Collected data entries
**********

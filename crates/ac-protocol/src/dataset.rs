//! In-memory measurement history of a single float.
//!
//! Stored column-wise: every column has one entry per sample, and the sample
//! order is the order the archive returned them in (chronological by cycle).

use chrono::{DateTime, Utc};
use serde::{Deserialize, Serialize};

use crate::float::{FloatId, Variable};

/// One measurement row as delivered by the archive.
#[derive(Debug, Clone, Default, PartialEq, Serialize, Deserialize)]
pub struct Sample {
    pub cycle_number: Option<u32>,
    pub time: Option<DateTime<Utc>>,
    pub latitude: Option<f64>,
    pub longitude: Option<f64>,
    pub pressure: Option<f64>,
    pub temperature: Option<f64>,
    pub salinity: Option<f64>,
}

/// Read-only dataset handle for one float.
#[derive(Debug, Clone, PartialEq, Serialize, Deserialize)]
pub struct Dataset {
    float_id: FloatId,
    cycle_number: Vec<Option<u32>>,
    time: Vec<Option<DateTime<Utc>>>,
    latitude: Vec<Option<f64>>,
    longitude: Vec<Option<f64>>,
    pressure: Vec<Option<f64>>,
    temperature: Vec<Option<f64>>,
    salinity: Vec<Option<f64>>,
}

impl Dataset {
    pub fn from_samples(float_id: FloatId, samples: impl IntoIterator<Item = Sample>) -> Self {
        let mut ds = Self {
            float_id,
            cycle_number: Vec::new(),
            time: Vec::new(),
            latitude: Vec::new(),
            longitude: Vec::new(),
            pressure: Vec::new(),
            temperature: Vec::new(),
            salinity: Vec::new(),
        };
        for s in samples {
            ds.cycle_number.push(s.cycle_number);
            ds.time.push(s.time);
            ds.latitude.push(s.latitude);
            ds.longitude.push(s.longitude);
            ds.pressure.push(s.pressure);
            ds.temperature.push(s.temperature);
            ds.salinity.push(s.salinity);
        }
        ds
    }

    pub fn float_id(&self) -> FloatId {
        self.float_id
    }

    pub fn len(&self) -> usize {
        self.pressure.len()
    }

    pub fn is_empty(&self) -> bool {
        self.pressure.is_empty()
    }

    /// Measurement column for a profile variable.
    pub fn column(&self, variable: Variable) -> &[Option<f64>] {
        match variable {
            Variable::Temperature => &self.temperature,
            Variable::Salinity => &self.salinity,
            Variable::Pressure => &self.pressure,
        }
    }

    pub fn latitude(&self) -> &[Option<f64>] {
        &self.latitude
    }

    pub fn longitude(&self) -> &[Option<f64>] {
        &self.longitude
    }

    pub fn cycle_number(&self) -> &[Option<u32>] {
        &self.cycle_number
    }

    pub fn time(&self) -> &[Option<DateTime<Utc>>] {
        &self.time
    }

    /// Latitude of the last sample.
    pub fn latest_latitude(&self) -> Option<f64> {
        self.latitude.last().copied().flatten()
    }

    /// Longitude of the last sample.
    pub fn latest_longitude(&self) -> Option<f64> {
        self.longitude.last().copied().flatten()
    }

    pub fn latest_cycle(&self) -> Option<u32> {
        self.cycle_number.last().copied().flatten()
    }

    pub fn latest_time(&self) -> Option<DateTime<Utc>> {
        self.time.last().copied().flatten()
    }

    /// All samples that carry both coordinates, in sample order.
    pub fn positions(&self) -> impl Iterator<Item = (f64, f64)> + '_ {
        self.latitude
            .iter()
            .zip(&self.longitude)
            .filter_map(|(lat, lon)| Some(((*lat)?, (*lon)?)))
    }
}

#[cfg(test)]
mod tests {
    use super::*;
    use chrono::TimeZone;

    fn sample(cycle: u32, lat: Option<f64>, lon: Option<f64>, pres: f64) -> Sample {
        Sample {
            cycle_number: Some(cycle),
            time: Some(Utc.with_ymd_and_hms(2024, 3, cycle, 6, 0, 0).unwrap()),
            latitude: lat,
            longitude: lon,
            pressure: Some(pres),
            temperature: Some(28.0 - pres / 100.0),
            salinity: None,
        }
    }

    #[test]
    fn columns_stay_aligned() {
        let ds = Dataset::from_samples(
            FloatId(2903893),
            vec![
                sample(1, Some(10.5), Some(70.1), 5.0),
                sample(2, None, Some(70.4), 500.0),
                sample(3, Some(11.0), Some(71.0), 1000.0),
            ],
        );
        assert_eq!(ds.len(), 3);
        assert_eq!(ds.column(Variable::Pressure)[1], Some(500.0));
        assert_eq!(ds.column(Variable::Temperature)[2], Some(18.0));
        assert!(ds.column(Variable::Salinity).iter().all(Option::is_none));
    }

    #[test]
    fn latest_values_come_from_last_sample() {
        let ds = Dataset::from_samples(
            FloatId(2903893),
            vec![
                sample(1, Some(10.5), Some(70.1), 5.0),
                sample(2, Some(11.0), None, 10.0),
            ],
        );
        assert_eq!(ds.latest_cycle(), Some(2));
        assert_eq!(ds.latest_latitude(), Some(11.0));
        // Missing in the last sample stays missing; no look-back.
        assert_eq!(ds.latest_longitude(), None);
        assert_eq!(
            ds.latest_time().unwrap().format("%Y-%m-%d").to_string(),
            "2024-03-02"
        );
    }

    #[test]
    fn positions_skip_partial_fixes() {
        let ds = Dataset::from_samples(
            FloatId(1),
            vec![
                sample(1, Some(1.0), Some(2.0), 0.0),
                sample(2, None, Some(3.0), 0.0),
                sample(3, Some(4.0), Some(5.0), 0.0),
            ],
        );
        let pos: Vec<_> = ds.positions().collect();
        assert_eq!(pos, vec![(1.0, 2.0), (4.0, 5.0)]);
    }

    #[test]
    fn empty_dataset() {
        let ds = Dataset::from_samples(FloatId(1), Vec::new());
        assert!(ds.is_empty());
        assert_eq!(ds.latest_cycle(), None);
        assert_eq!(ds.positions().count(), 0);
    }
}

**********

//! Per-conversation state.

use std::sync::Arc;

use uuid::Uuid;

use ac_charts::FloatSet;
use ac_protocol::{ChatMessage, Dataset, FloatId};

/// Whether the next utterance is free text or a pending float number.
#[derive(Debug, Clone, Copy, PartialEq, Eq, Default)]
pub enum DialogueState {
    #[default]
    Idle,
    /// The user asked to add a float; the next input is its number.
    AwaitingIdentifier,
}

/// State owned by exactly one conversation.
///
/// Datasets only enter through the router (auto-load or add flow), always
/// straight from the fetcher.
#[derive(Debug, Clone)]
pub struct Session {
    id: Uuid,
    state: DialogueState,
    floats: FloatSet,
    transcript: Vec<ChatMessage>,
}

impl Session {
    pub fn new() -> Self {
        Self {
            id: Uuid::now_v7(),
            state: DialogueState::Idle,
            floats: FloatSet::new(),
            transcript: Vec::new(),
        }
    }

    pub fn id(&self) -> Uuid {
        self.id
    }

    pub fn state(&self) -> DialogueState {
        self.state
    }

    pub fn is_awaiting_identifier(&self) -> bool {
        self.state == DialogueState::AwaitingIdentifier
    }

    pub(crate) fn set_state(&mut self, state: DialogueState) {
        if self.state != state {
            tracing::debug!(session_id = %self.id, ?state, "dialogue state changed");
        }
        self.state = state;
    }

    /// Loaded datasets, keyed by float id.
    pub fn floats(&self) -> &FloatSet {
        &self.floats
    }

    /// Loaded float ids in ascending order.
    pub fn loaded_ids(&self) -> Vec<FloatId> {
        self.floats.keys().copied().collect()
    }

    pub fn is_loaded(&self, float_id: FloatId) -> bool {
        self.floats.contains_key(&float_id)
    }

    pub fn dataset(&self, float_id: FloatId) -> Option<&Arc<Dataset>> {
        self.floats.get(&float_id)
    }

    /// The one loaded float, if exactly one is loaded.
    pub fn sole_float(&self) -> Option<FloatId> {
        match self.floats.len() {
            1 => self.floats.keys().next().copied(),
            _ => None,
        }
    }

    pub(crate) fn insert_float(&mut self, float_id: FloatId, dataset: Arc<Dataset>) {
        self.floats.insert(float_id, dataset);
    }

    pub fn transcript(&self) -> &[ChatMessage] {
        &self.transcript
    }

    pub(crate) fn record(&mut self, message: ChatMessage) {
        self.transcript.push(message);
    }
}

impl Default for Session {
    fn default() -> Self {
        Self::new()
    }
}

**********

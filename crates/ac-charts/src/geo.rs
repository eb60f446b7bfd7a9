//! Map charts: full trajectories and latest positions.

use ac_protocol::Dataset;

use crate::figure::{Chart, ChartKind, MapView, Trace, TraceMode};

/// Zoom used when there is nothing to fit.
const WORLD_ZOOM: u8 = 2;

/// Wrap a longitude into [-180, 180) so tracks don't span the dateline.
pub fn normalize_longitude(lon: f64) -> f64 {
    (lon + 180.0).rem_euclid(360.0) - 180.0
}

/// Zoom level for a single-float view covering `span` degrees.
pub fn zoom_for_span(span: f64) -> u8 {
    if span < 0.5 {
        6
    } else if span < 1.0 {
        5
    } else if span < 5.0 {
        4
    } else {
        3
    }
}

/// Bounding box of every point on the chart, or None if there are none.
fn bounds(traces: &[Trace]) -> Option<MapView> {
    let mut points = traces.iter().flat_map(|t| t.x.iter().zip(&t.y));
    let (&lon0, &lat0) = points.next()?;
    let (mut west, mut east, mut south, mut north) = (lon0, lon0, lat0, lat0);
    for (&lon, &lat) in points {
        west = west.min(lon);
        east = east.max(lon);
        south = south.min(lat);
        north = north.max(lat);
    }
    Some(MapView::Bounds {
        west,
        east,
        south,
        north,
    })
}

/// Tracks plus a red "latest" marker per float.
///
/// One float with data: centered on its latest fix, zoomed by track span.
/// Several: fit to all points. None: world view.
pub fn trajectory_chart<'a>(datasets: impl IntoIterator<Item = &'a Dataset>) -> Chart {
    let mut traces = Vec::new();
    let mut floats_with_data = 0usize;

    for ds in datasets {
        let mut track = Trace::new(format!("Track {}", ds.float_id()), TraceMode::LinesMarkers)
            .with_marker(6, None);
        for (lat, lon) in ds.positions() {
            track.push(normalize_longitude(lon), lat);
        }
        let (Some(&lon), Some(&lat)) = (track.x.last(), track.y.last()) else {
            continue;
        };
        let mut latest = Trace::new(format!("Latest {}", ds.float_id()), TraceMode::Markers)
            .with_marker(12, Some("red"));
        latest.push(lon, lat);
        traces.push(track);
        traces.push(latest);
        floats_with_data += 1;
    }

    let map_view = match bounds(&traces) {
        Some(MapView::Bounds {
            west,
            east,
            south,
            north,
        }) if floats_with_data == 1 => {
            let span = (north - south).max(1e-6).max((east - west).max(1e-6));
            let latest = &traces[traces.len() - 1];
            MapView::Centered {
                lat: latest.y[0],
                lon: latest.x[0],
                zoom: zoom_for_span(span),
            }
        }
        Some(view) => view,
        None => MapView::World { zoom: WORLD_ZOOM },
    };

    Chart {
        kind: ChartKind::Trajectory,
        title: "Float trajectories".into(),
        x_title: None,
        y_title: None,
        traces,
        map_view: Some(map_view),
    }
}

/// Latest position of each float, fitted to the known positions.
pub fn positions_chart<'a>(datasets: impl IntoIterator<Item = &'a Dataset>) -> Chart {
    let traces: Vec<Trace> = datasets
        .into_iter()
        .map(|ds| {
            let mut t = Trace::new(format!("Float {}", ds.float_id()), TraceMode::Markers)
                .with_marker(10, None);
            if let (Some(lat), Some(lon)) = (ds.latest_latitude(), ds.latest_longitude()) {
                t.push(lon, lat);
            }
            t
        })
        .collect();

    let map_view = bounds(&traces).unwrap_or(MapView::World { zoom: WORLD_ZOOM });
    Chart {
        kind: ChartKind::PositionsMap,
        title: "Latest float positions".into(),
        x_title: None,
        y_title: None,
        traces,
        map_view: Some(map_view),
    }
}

**********

WHAT THE TASK ASKS:
Only one stretch of the records above is wanted: the lines between the one holding "filename crates/ac-protocol/src/dataset.rs" and the one holding "pub fn is_empty(&self)", inclusive, reproduced exactly.

WRITTEN RESPONSE:
filename crates/ac-protocol/src/dataset.rs
//! In-memory measurement history of a single float.
//!
//! Stored column-wise: every column has one entry per sample, and the sample
//! order is the order the archive returned them in (chronological by cycle).

use chrono::{DateTime, Utc};
use serde::{Deserialize, Serialize};

use crate::float::{FloatId, Variable};

/// One measurement row as delivered by the archive.
#[derive(Debug, Clone, Default, PartialEq, Serialize, Deserialize)]
pub struct Sample {
    pub cycle_number: Option<u32>,
    pub time: Option<DateTime<Utc>>,
    pub latitude: Option<f64>,
    pub longitude: Option<f64>,
    pub pressure: Option<f64>,
    pub temperature: Option<f64>,
    pub salinity: Option<f64>,
}

/// Read-only dataset handle for one float.
#[derive(Debug, Clone, PartialEq, Serialize, Deserialize)]
pub struct Dataset {
    float_id: FloatId,
    cycle_number: Vec<Option<u32>>,
    time: Vec<Option<DateTime<Utc>>>,
    latitude: Vec<Option<f64>>,
    longitude: Vec<Option<f64>>,
    pressure: Vec<Option<f64>>,
    temperature: Vec<Option<f64>>,
    salinity: Vec<Option<f64>>,
}

impl Dataset {
    pub fn from_samples(float_id: FloatId, samples: impl IntoIterator<Item = Sample>) -> Self {
        let mut ds = Self {
            float_id,
            cycle_number: Vec::new(),
            time: Vec::new(),
            latitude: Vec::new(),
            longitude: Vec::new(),
            pressure: Vec::new(),
            temperature: Vec::new(),
            salinity: Vec::new(),
        };
        for s in samples {
            ds.cycle_number.push(s.cycle_number);
            ds.time.push(s.time);
            ds.latitude.push(s.latitude);
            ds.longitude.push(s.longitude);
            ds.pressure.push(s.pressure);
            ds.temperature.push(s.temperature);
            ds.salinity.push(s.salinity);
        }
        ds
    }

    pub fn float_id(&self) -> FloatId {
        self.float_id
    }

    pub fn len(&self) -> usize {
        self.pressure.len()
    }

    pub fn is_empty(&self) -> bool {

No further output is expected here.